Aside from having been a locomotive engineer for 35 years, preceded by a decade in broadcasting, I have offered my insight into the ground pounder’s life on the railroad in books, magazines, and even on network television for the past 30 years. I hear regularly from readers of my first book, “From The Cab: Stories From A Locomotive Engineer,” even though it’s been out of print since shortly after its 1999 publishing. Folks tell me that they pass around old copies or purchase them on line. The most frequent response is, “I wanted to work for the railroad until I read your book and realized I wasn’t willing to sacrifice my personal life, my marriage, and my family—for whatever I was going to be paid.”

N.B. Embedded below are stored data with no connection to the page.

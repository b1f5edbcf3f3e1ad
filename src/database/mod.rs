pub mod models;
pub mod schema;
pub mod utils;

use std::path::{Path, PathBuf};

use diesel::r2d2::{self, ConnectionManager};
use diesel::sqlite::SqliteConnection;
use diesel_migrations::{embed_migrations, EmbeddedMigrations, MigrationHarness};

pub const MIGRATIONS: EmbeddedMigrations = embed_migrations!("migrations");

pub type DbPool = r2d2::Pool<ConnectionManager<SqliteConnection>>;

#[derive(Debug, thiserror::Error)]
pub enum DbError {
    #[error("database initialization error: {0}")]
    Init(String),

    #[error("database migration error: {0}")]
    Migration(String),

    #[error("connection pool error: {0}")]
    Pool(#[from] diesel::r2d2::Error),

    #[error("invalid data: {0}")]
    InvalidData(String),

    #[error("diesel error: {0}")]
    Diesel(#[from] diesel::result::Error),
}

/// Build a pooled connection to the sqlite file at `db_path`, creating its
/// parent directory and running pending migrations.
pub fn init(db_path: &Path) -> Result<DbPool, DbError> {
    if let Some(parent) = db_path.parent() {
        std::fs::create_dir_all(parent)
            .map_err(|e| DbError::Init(format!("failed to create database directory: {e}")))?;
    }
    let db_url = db_path.to_string_lossy().to_string();

    tracing::info!(path = %db_url, "initializing database");

    let manager = ConnectionManager::<SqliteConnection>::new(&db_url);
    let pool = r2d2::Pool::builder()
        .max_size(10)
        .build(manager)
        .map_err(|e| DbError::Init(format!("failed to create connection pool: {e}")))?;

    let mut conn = pool
        .get()
        .map_err(|e| DbError::Init(format!("failed to get database connection: {e}")))?;
    conn.run_pending_migrations(MIGRATIONS)
        .map_err(|e| DbError::Migration(e.to_string()))?;

    tracing::info!("database initialized successfully");
    Ok(pool)
}

/// In-memory sqlite pool, handy for tests.
pub fn init_in_memory() -> Result<DbPool, DbError> {
    let manager = ConnectionManager::<SqliteConnection>::new(":memory:");
    let pool = r2d2::Pool::builder()
        .max_size(1)
        .build(manager)
        .map_err(|e| DbError::Init(format!("failed to create connection pool: {e}")))?;
    let mut conn = pool
        .get()
        .map_err(|e| DbError::Init(format!("failed to get database connection: {e}")))?;
    conn.run_pending_migrations(MIGRATIONS)
        .map_err(|e| DbError::Migration(e.to_string()))?;
    Ok(pool)
}

pub fn default_database_path() -> PathBuf {
    dirs::home_dir()
        .map(|h| h.join(".kiln").join("kiln.db"))
        .unwrap_or_else(|| PathBuf::from("kiln.db"))
}
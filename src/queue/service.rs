//! Durable at-least-once job dispatch with status tracking, completion
//! notifications, timed synchronous waits, and a dead-letter sink.
//!
//! The durable part is the `jobs` table (survives a daemon restart); status
//! and result records are ephemeral, TTL'd entries mirroring the Redis
//! `SET ... EX` keys the system this was distilled from used — see
//! [`super::ttl_store::TtlStore`].

use std::{collections::HashMap, sync::Arc, time::Duration};

use async_trait::async_trait;
use diesel::prelude::*;
use thiserror::Error;
use serde_json::Value;
use tokio::sync::{broadcast, Mutex, Notify};

use crate::database::{models::job::{JobRow, JobStatus, JobUpdate, NewJob}, schema::jobs::dsl, DbPool};
use crate::event_bus::{AppEvent, EventBus};

use super::envelope::{DeadLetter, Job, JobOutcome, JobPayload, JobStatusRecord, QueueName};
use super::ttl_store::TtlStore;

const STATUS_RESULT_TTL: Duration = Duration::from_secs(24 * 3600);

/// Capped exponential backoff: `base * 2^(attempt - 1)`, capped at 20x the
/// base delay so a low `retry_delay` doesn't grow unbounded across retries.
fn backoff_delay(base: Duration, attempt: u32) -> Duration {
    let factor = 1u32 << attempt.saturating_sub(1).min(20);
    (base * factor).min(base * 20)
}

#[derive(Debug, Error)]
pub enum QueueError {
    #[error("job {0} timed out waiting for completion")]
    Timeout(String),
    #[error("job {0} failed: {1}")]
    JobFailed(String, String),
    #[error("database error: {0}")]
    Database(String),
}

#[derive(Debug, Clone)]
pub struct QueueConfig {
    pub function_concurrency: usize,
    pub agent_concurrency: usize,
    pub max_retries: u32,
    pub retry_delay: Duration,
    pub default_timeout: Duration,
}

impl Default for QueueConfig {
    fn default() -> Self {
        Self {
            function_concurrency: 4,
            agent_concurrency: 4,
            max_retries: 3,
            retry_delay: Duration::from_secs(2),
            default_timeout: Duration::from_secs(30),
        }
    }
}

/// Implemented by whatever subsystem actually performs work for a queue —
/// the executor for `functions`, the agent engine for `agents`.
#[async_trait]
pub trait JobHandler: Send + Sync {
    async fn handle(&self, job: &Job) -> Result<Value, String>;
}

struct Shared {
    db: DbPool,
    bus: Arc<dyn EventBus>,
    status: TtlStore<JobStatusRecord>,
    result: TtlStore<Value>,
    dlq: Mutex<Vec<DeadLetter>>,
    completion: Mutex<HashMap<String, broadcast::Sender<JobOutcome>>>,
    wake: HashMap<&'static str, Arc<Notify>>,
    dequeue_lock: Mutex<()>,
    config: QueueConfig,
}

#[derive(Clone)]
pub struct JobQueue {
    shared: Arc<Shared>,
}
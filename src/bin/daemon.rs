//! `kilnd` — long-running daemon: opens the database, starts the sandbox
//! pools and job queue workers, and (when the `gateway` feature is
//! enabled) serves the HTTP/SSE surface.

use std::path::PathBuf;
use std::sync::OnceLock;

use kiln_core::config;
use kiln_core::Core;

static LOG_GUARD: OnceLock<tracing_appender::non_blocking::WorkerGuard> = OnceLock::new();

#[tokio::main]
async fn main() {
    let config_path = config::default_config_path().ok();
    let app_config = match config_path.as_deref() {
        Some(path) if path.exists() => match config::load_config(path) {
            Ok(cfg) => cfg,
            Err(e) => {
                eprintln!("failed to load config at {}: {e}, falling back to defaults", path.display());
                config::load_default_config()
            }
        },
        _ => config::load_default_config(),
    };

    init_logging(&app_config.logging.log_level);

    let core = match Core::init(app_config).await {
        Ok(core) => core,
        Err(e) => {
            tracing::error!(error = %e, "failed to start kiln core");
            std::process::exit(1);
        }
    };

    tracing::info!(version = env!("CARGO_PKG_VERSION"), "kilnd started");

    #[cfg(feature = "gateway")]
    {
        let state = kiln_core::gateway::GatewayState {
            db: core.db.clone(),
            queue: core.queue.clone(),
            relay: core.relay.clone(),
            token_resolver: core.static_token_resolver(),
        };
        let bind_addr = core.config.gateway.bind_addr.clone();
        if let Err(e) = kiln_core::gateway::start_gateway(&bind_addr, state).await {
            tracing::error!(error = %e, "gateway exited with error");
            std::process::exit(1);
        }
    }

    #[cfg(not(feature = "gateway"))]
    {
        tracing::info!("gateway feature disabled; running queue workers only");
        std::future::pending::<()>().await;
    }
}

/// Daily rolling file under `~/.kiln/logs/`, verbosity from the config's
/// `log_level` unless `RUST_LOG` is set.
fn init_logging(configured_level: &str) {
    use tracing_subscriber::{layer::SubscriberExt, util::SubscriberInitExt, EnvFilter};

    let log_dir = log_dir();
    let _ = std::fs::create_dir_all(&log_dir);

    let file_appender = tracing_appender::rolling::daily(&log_dir, "kilnd.log");
    let (non_blocking, guard) = tracing_appender::non_blocking(file_appender);
    let _ = LOG_GUARD.set(guard);

    let filter = EnvFilter::try_from_default_env()
        .unwrap_or_else(|_| EnvFilter::new(configured_level.to_string()));

    tracing_subscriber::registry()
        .with(filter)
        .with(tracing_subscriber::fmt::layer())
        .with(
            tracing_subscriber::fmt::layer()
                .with_writer(non_blocking)
                .with_ansi(false),
        )
        .try_init()
        .ok();
}

fn log_dir() -> PathBuf {
    dirs::home_dir()
        .unwrap_or_else(std::env::temp_dir)
        .join(".kiln")
        .join("logs")
}
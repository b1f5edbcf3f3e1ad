//! Per-channel pub/sub used to carry agent output across the process
//! boundary between a queue worker and the HTTP/SSE handler holding the
//! client socket.
//!
//! Distinct from [`crate::event_bus`]: the event bus is internal
//! coordination (job lifecycle, pool health); `StreamRelay` is the
//! client-facing token stream for one `channel_id`.

use std::collections::HashMap;
use std::sync::Mutex;

use serde::{Deserialize, Serialize};
use tokio::sync::broadcast;

/// One envelope on a channel's stream. Subscribers iterate until `Done` or
/// `Error` arrives.
#[derive(Debug, Clone, Serialize, Deserialize, PartialEq)]
#[serde(tag = "type", rename_all = "snake_case")]
pub enum RelayEnvelope {
    Content {
        delta: String,
    },
    ToolCallDelta {
        #[serde(skip_serializing_if = "Option::is_none")]
        index: Option<usize>,
        #[serde(skip_serializing_if = "Option::is_none")]
        id: Option<String>,
        #[serde(skip_serializing_if = "Option::is_none")]
        name: Option<String>,
        #[serde(skip_serializing_if = "Option::is_none")]
        arguments_fragment: Option<String>,
    },
    ApprovalRequired {
        tool_call_id: String,
        function_ref: String,
        arguments: serde_json::Value,
    },
    ToolRejected {
        tool_call_id: String,
    },
    Done,
    Error {
        error: String,
    },
}

/// Default per-channel broadcast buffer; overridden by
/// `GatewayConfig::relay_channel_buffer`.
const DEFAULT_BUFFER: usize = 256;

/// Keyed pub/sub of [`RelayEnvelope`] streams, one per `channel_id`.
///
/// Backed by `tokio::sync::broadcast`: `publish` never blocks the caller,
/// and a subscriber that falls behind the bounded ring buffer observes
/// `RecvError::Lagged` rather than stalling the publisher. [`subscribe`]
/// turns a lag into a single `Error` envelope so callers never have to
/// handle the broadcast error type directly.
pub struct StreamRelay {
    buffer: usize,
    channels: Mutex<HashMap<String, broadcast::Sender<RelayEnvelope>>>,
}

impl StreamRelay {
    pub fn new(buffer: usize) -> Self {
        Self {
            buffer: buffer.max(1),
            channels: Mutex::new(HashMap::new()),
        }
    }

    fn sender(&self, channel_id: &str) -> broadcast::Sender<RelayEnvelope> {
        let mut channels = self.channels.lock().expect("relay channel map poisoned");
        channels
            .entry(channel_id.to_string())
            .or_insert_with(|| broadcast::channel(self.buffer).0)
            .clone()
    }

    /// Publish one envelope. Silently succeeds if there are no subscribers
    /// yet (a worker may finish before the SSE client connects).
    pub fn publish(&self, channel_id: &str, envelope: RelayEnvelope) {
        let _ = self.sender(channel_id).send(envelope);
    }

    pub fn publish_chunk(&self, channel_id: &str, delta: impl Into<String>) {
        self.publish(channel_id, RelayEnvelope::Content { delta: delta.into() });
    }

    pub fn publish_done(&self, channel_id: &str) {
        self.publish(channel_id, RelayEnvelope::Done);
        self.channels.lock().expect("relay channel map poisoned").remove(channel_id);
    }

    pub fn publish_error(&self, channel_id: &str, error: impl Into<String>) {
        self.publish(channel_id, RelayEnvelope::Error { error: error.into() });
        self.channels.lock().expect("relay channel map poisoned").remove(channel_id);
    }

    /// Subscribe to a channel's stream, creating it if it doesn't exist yet.
    pub fn subscribe(&self, channel_id: &str) -> broadcast::Receiver<RelayEnvelope> {
        self.sender(channel_id).subscribe()
    }

    /// Receive the next envelope, translating a ring-buffer overflow into a
    /// terminal `Error` envelope instead of propagating `RecvError`.
    pub async fn recv_next(rx: &mut broadcast::Receiver<RelayEnvelope>) -> Option<RelayEnvelope> {
        match rx.recv().await {
            Ok(envelope) => Some(envelope),
            Err(broadcast::error::RecvError::Lagged(n)) => Some(RelayEnvelope::Error {
                error: format!("stream overflowed, dropped {n} message(s)"),
            }),
            Err(broadcast::error::RecvError::Closed) => None,
        }
    }
}

impl Default for StreamRelay {
    fn default() -> Self {
        Self::new(DEFAULT_BUFFER)
    }
}

#[cfg(test)]
mod tests {
    use super::*;

    #[tokio::test]
    async fn subscriber_receives_published_chunks() {
        let relay = StreamRelay::new(16);
        let mut rx = relay.subscribe("chat-1");
        relay.publish_chunk("chat-1", "hello");
        relay.publish_done("chat-1");

        assert_eq!(
            StreamRelay::recv_next(&mut rx).await,
            Some(RelayEnvelope::Content { delta: "hello".into() })
        );
        assert_eq!(StreamRelay::recv_next(&mut rx).await, Some(RelayEnvelope::Done));
    }

    #[tokio::test]
    async fn publish_without_subscribers_does_not_panic() {
        let relay = StreamRelay::new(16);
        relay.publish_chunk("nobody-listening", "x");
    }

    #[tokio::test]
    async fn lag_surfaces_as_error_envelope() {
        let relay = StreamRelay::new(2);
        let mut rx = relay.subscribe("chat-1");
        for i in 0..10 {
            relay.publish_chunk("chat-1", format!("chunk-{i}"));
        }
        let next = StreamRelay::recv_next(&mut rx).await;
        assert!(matches!(next, Some(RelayEnvelope::Error { .. })));
    }

    #[tokio::test]
    async fn done_removes_channel_entry() {
        let relay = StreamRelay::new(16);
        let _rx = relay.subscribe("chat-1");
        relay.publish_done("chat-1");
        assert!(!relay.channels.lock().unwrap().contains_key("chat-1"));
    }
}
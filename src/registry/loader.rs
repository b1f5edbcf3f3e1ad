//! Loads [`FunctionSpec`]/[`AgentSpec`] definitions from a directory of
//! `*.toml` files, recursively. Each file holds exactly one spec.

use std::path::Path;

use super::types::{AgentSpec, FunctionSpec};

fn walk_toml_files(dir: &Path, out: &mut Vec<std::path::PathBuf>) -> std::io::Result<()> {
    if !dir.is_dir() {
        return Ok(());
    }
    for entry in std::fs::read_dir(dir)? {
        let entry = entry?;
        let path = entry.path();
        if path.is_dir() {
            walk_toml_files(&path, out)?;
        } else if path.extension().is_some_and(|e| e == "toml") {
            out.push(path);
        }
    }
    Ok(())
}

pub fn load_function_specs(dir: &Path) -> Result<Vec<FunctionSpec>, String> {
    let mut files = Vec::new();
    walk_toml_files(dir, &mut files).map_err(|e| format!("reading {}: {e}", dir.display()))?;

    files
        .into_iter()
        .map(|path| {
            let content = std::fs::read_to_string(&path)
                .map_err(|e| format!("reading {}: {e}", path.display()))?;
            toml::from_str::<FunctionSpec>(&content)
                .map_err(|e| format!("parsing {} as a function spec: {e}", path.display()))
        })
        .collect()
}

pub fn load_agent_specs(dir: &Path) -> Result<Vec<AgentSpec>, String> {
    let mut files = Vec::new();
    walk_toml_files(dir, &mut files).map_err(|e| format!("reading {}: {e}", dir.display()))?;

    files
        .into_iter()
        .map(|path| {
            let content = std::fs::read_to_string(&path)
                .map_err(|e| format!("reading {}: {e}", path.display()))?;
            toml::from_str::<AgentSpec>(&content)
                .map_err(|e| format!("parsing {} as an agent spec: {e}", path.display()))
        })
        .collect()
}

#[cfg(test)]
mod tests {
    use super::*;
    use std::io::Write;

    #[test]
    fn loads_function_spec_from_nested_directory() {
        let dir = tempfile::tempdir().unwrap();
        let sub = dir.path().join("math");
        std::fs::create_dir_all(&sub).unwrap();
        let mut f = std::fs::File::create(sub.join("add.toml")).unwrap();
        write!(
            f,
            r#"
namespace = "math"
name = "add"
code = "def add(i, ctx): return i['a'] + i['b']"
input_schema = {{ type = "object" }}
"#
        )
        .unwrap();

        let specs = load_function_specs(dir.path()).unwrap();
        assert_eq!(specs.len(), 1);
        assert_eq!(specs[0].function_ref(), "math/add");
        assert!(!specs[0].requires_approval);
        assert!(specs[0].active);
    }

    #[test]
    fn missing_directory_yields_empty_list() {
        let specs = load_function_specs(Path::new("/nonexistent/path/xyz")).unwrap();
        assert!(specs.is_empty());
    }
}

I was, I did, but I survived. My son has followed me up the grab irons into the cab of a locomotive, and he faces the same challenges—only worse. I don’t think my grandsons will become railroaders, although they initially had a fixation with trains. Times are changing, the industry has too, and if we don’t come to grips with and understand what’s causing this wave of climate change on the rails, we’re going to find ourselves up to our neck in a rising sea of problems that’s already knee deep.

My first day as a yard brakeman, I worked alongside a man who could neither read nor write. He switched freight cars with the best of them, but on payday, someone had to accompany him to the bank to witness him endorsing the back of his paycheck with an “X,” and to help count the money that was stuffed into his pay envelope. I personally was subject to much scrutiny, at first. “You’ve got a college education, and you’re going to be our boss one of these days. We don’t know if we can trust you.” They did, thankfully. I learned a lot, and I’m very grateful.

I quickly discovered from an angry old conductor that every minute counts when you are being paid by the hour—especially when you’re on overtime. We had a “toe to toe” confrontation over our release time once when our watches disagreed by a few seconds. “That was ninety-five cents you were about to throw away. And don’t forget to put in for the eighty-five cents arbitrary we’re owed for coupling an air hose.”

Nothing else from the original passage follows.